Saved data entries:
# # # # # # #
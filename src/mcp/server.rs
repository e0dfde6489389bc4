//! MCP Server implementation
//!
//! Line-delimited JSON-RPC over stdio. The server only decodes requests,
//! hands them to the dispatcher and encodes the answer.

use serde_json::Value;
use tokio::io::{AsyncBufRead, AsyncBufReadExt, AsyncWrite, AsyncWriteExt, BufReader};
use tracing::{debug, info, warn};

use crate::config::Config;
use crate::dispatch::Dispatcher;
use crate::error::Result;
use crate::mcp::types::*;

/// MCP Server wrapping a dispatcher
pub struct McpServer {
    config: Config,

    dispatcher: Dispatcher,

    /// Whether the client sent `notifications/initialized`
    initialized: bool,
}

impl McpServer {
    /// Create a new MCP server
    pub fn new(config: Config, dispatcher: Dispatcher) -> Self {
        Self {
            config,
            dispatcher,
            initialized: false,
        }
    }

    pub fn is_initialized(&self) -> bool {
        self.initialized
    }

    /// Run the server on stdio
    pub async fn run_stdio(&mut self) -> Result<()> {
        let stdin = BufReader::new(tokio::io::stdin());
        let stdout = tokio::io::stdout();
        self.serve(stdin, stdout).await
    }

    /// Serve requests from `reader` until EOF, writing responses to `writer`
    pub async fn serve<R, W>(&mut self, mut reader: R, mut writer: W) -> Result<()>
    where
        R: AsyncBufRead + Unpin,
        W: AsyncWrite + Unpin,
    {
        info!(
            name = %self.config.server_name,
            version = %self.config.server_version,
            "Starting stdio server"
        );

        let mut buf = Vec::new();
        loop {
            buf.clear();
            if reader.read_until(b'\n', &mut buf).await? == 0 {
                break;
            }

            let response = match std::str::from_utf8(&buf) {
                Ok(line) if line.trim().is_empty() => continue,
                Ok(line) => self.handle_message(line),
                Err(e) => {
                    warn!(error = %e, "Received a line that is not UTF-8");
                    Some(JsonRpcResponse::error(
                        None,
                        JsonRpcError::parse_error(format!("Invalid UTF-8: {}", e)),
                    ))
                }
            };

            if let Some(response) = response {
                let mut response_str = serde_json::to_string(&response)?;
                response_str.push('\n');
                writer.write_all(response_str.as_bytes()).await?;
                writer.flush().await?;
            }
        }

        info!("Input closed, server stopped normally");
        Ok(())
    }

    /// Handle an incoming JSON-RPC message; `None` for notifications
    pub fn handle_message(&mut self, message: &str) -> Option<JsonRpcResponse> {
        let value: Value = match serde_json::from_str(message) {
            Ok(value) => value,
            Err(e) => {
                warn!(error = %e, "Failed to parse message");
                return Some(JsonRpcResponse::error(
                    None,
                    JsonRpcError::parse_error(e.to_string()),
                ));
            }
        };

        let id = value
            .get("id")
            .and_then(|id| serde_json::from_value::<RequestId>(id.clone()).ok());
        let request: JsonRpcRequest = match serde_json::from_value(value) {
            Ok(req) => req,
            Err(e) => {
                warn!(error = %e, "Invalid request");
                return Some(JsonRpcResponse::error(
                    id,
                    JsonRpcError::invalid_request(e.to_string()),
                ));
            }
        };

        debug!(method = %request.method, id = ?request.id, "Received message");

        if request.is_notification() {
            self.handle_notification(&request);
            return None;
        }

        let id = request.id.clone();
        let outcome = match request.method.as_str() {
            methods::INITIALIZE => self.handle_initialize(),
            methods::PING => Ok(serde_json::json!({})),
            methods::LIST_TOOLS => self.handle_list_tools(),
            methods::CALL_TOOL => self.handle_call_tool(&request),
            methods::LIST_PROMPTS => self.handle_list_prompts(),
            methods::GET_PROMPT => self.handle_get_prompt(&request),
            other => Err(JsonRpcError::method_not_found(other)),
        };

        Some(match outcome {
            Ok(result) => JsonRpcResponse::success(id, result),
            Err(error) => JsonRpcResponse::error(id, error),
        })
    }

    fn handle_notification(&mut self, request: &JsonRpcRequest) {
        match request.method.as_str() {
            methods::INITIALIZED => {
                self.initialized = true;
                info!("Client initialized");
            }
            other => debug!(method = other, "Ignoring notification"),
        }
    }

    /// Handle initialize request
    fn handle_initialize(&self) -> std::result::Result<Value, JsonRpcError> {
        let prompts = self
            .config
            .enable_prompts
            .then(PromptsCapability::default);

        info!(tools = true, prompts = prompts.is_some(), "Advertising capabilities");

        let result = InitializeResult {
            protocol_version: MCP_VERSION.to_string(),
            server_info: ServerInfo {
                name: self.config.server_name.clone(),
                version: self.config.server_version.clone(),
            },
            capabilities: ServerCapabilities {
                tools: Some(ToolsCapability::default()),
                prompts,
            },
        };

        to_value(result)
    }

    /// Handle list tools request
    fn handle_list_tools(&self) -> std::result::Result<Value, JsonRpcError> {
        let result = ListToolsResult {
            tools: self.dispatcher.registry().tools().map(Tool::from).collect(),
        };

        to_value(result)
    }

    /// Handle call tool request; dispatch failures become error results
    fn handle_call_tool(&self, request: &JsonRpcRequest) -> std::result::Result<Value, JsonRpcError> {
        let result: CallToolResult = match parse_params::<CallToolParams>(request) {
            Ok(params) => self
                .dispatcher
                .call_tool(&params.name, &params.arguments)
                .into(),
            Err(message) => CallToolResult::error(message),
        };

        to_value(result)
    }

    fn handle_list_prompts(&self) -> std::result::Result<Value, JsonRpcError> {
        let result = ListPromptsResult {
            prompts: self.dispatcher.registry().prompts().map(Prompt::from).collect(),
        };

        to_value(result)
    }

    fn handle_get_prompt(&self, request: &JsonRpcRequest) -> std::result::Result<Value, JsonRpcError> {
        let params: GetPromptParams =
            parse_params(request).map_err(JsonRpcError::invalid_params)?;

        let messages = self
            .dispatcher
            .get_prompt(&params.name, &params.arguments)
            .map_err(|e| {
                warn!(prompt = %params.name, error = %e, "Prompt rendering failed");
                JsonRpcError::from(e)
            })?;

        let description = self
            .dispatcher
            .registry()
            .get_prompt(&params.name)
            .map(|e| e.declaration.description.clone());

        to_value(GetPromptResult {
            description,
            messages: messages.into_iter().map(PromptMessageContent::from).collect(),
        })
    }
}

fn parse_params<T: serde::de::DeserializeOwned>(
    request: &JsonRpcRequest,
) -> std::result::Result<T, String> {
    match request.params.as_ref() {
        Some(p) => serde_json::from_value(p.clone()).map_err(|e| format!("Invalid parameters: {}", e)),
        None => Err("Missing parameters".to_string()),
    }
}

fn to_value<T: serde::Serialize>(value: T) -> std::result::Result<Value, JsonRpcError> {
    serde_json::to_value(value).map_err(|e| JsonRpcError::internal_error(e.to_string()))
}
# # # # # # #
__What to produce__
Set down the records again verbatim, so that each word stays as it is.

__Answer to this task__
filename src/mcp/server.rs
repository e0dfde6489389bc4
//! MCP Server implementation
//!
//! Line-delimited JSON-RPC over stdio. The server only decodes requests,
//! hands them to the dispatcher and encodes the answer.

use serde_json::Value;
use tokio::io::{AsyncBufRead, AsyncBufReadExt, AsyncWrite, AsyncWriteExt, BufReader};
use tracing::{debug, info, warn};

use crate::config::Config;
use crate::dispatch::Dispatcher;
use crate::error::Result;
use crate::mcp::types::*;

/// MCP Server wrapping a dispatcher
pub struct McpServer {
    config: Config,

    dispatcher: Dispatcher,

    /// Whether the client sent `notifications/initialized`
    initialized: bool,
}

impl McpServer {
    /// Create a new MCP server
    pub fn new(config: Config, dispatcher: Dispatcher) -> Self {
        Self {
            config,
            dispatcher,
            initialized: false,
        }
    }

    pub fn is_initialized(&self) -> bool {
        self.initialized
    }

    /// Run the server on stdio
    pub async fn run_stdio(&mut self) -> Result<()> {
        let stdin = BufReader::new(tokio::io::stdin());
        let stdout = tokio::io::stdout();
        self.serve(stdin, stdout).await
    }

    /// Serve requests from `reader` until EOF, writing responses to `writer`
    pub async fn serve<R, W>(&mut self, mut reader: R, mut writer: W) -> Result<()>
    where
        R: AsyncBufRead + Unpin,
        W: AsyncWrite + Unpin,
    {
        info!(
            name = %self.config.server_name,
            version = %self.config.server_version,
            "Starting stdio server"
        );

        let mut buf = Vec::new();
        loop {
            buf.clear();
            if reader.read_until(b'\n', &mut buf).await? == 0 {
                break;
            }

            let response = match std::str::from_utf8(&buf) {
                Ok(line) if line.trim().is_empty() => continue,
                Ok(line) => self.handle_message(line),
                Err(e) => {
                    warn!(error = %e, "Received a line that is not UTF-8");
                    Some(JsonRpcResponse::error(
                        None,
                        JsonRpcError::parse_error(format!("Invalid UTF-8: {}", e)),
                    ))
                }
            };

            if let Some(response) = response {
                let mut response_str = serde_json::to_string(&response)?;
                response_str.push('\n');
                writer.write_all(response_str.as_bytes()).await?;
                writer.flush().await?;
            }
        }

        info!("Input closed, server stopped normally");
        Ok(())
    }

    /// Handle an incoming JSON-RPC message; `None` for notifications
    pub fn handle_message(&mut self, message: &str) -> Option<JsonRpcResponse> {
        let value: Value = match serde_json::from_str(message) {
            Ok(value) => value,
            Err(e) => {
                warn!(error = %e, "Failed to parse message");
                return Some(JsonRpcResponse::error(
                    None,
                    JsonRpcError::parse_error(e.to_string()),
                ));
            }
        };

        let id = value
            .get("id")
            .and_then(|id| serde_json::from_value::<RequestId>(id.clone()).ok());
        let request: JsonRpcRequest = match serde_json::from_value(value) {
            Ok(req) => req,
            Err(e) => {
                warn!(error = %e, "Invalid request");
                return Some(JsonRpcResponse::error(
                    id,
                    JsonRpcError::invalid_request(e.to_string()),
                ));
            }
        };

        debug!(method = %request.method, id = ?request.id, "Received message");

        if request.is_notification() {
            self.handle_notification(&request);
            return None;
        }

        let id = request.id.clone();
        let outcome = match request.method.as_str() {
            methods::INITIALIZE => self.handle_initialize(),
            methods::PING => Ok(serde_json::json!({})),
            methods::LIST_TOOLS => self.handle_list_tools(),
            methods::CALL_TOOL => self.handle_call_tool(&request),
            methods::LIST_PROMPTS => self.handle_list_prompts(),
            methods::GET_PROMPT => self.handle_get_prompt(&request),
            other => Err(JsonRpcError::method_not_found(other)),
        };

        Some(match outcome {
            Ok(result) => JsonRpcResponse::success(id, result),
            Err(error) => JsonRpcResponse::error(id, error),
        })
    }

    fn handle_notification(&mut self, request: &JsonRpcRequest) {
        match request.method.as_str() {
            methods::INITIALIZED => {
                self.initialized = true;
                info!("Client initialized");
            }
            other => debug!(method = other, "Ignoring notification"),
        }
    }

    /// Handle initialize request
    fn handle_initialize(&self) -> std::result::Result<Value, JsonRpcError> {
        let prompts = self
            .config
            .enable_prompts
            .then(PromptsCapability::default);

        info!(tools = true, prompts = prompts.is_some(), "Advertising capabilities");

        let result = InitializeResult {
            protocol_version: MCP_VERSION.to_string(),
            server_info: ServerInfo {
                name: self.config.server_name.clone(),
                version: self.config.server_version.clone(),
            },
            capabilities: ServerCapabilities {
                tools: Some(ToolsCapability::default()),
                prompts,
            },
        };

        to_value(result)
    }

    /// Handle list tools request
    fn handle_list_tools(&self) -> std::result::Result<Value, JsonRpcError> {
        let result = ListToolsResult {
            tools: self.dispatcher.registry().tools().map(Tool::from).collect(),
        };

        to_value(result)
    }

    /// Handle call tool request; dispatch failures become error results
    fn handle_call_tool(&self, request: &JsonRpcRequest) -> std::result::Result<Value, JsonRpcError> {
        let result: CallToolResult = match parse_params::<CallToolParams>(request) {
            Ok(params) => self
                .dispatcher
                .call_tool(&params.name, &params.arguments)
                .into(),
            Err(message) => CallToolResult::error(message),
        };

        to_value(result)
    }

    fn handle_list_prompts(&self) -> std::result::Result<Value, JsonRpcError> {
        let result = ListPromptsResult {
            prompts: self.dispatcher.registry().prompts().map(Prompt::from).collect(),
        };

        to_value(result)
    }

    fn handle_get_prompt(&self, request: &JsonRpcRequest) -> std::result::Result<Value, JsonRpcError> {
        let params: GetPromptParams =
            parse_params(request).map_err(JsonRpcError::invalid_params)?;

        let messages = self
            .dispatcher
            .get_prompt(&params.name, &params.arguments)
            .map_err(|e| {
                warn!(prompt = %params.name, error = %e, "Prompt rendering failed");
                JsonRpcError::from(e)
            })?;

        let description = self
            .dispatcher
            .registry()
            .get_prompt(&params.name)
            .map(|e| e.declaration.description.clone());

        to_value(GetPromptResult {
            description,
            messages: messages.into_iter().map(PromptMessageContent::from).collect(),
        })
    }
}

fn parse_params<T: serde::de::DeserializeOwned>(
    request: &JsonRpcRequest,
) -> std::result::Result<T, String> {
    match request.params.as_ref() {
        Some(p) => serde_json::from_value(p.clone()).map_err(|e| format!("Invalid parameters: {}", e)),
        None => Err("Missing parameters".to_string()),
    }
}

fn to_value<T: serde::Serialize>(value: T) -> std::result::Result<Value, JsonRpcError> {
    serde_json::to_value(value).map_err(|e| JsonRpcError::internal_error(e.to_string()))
}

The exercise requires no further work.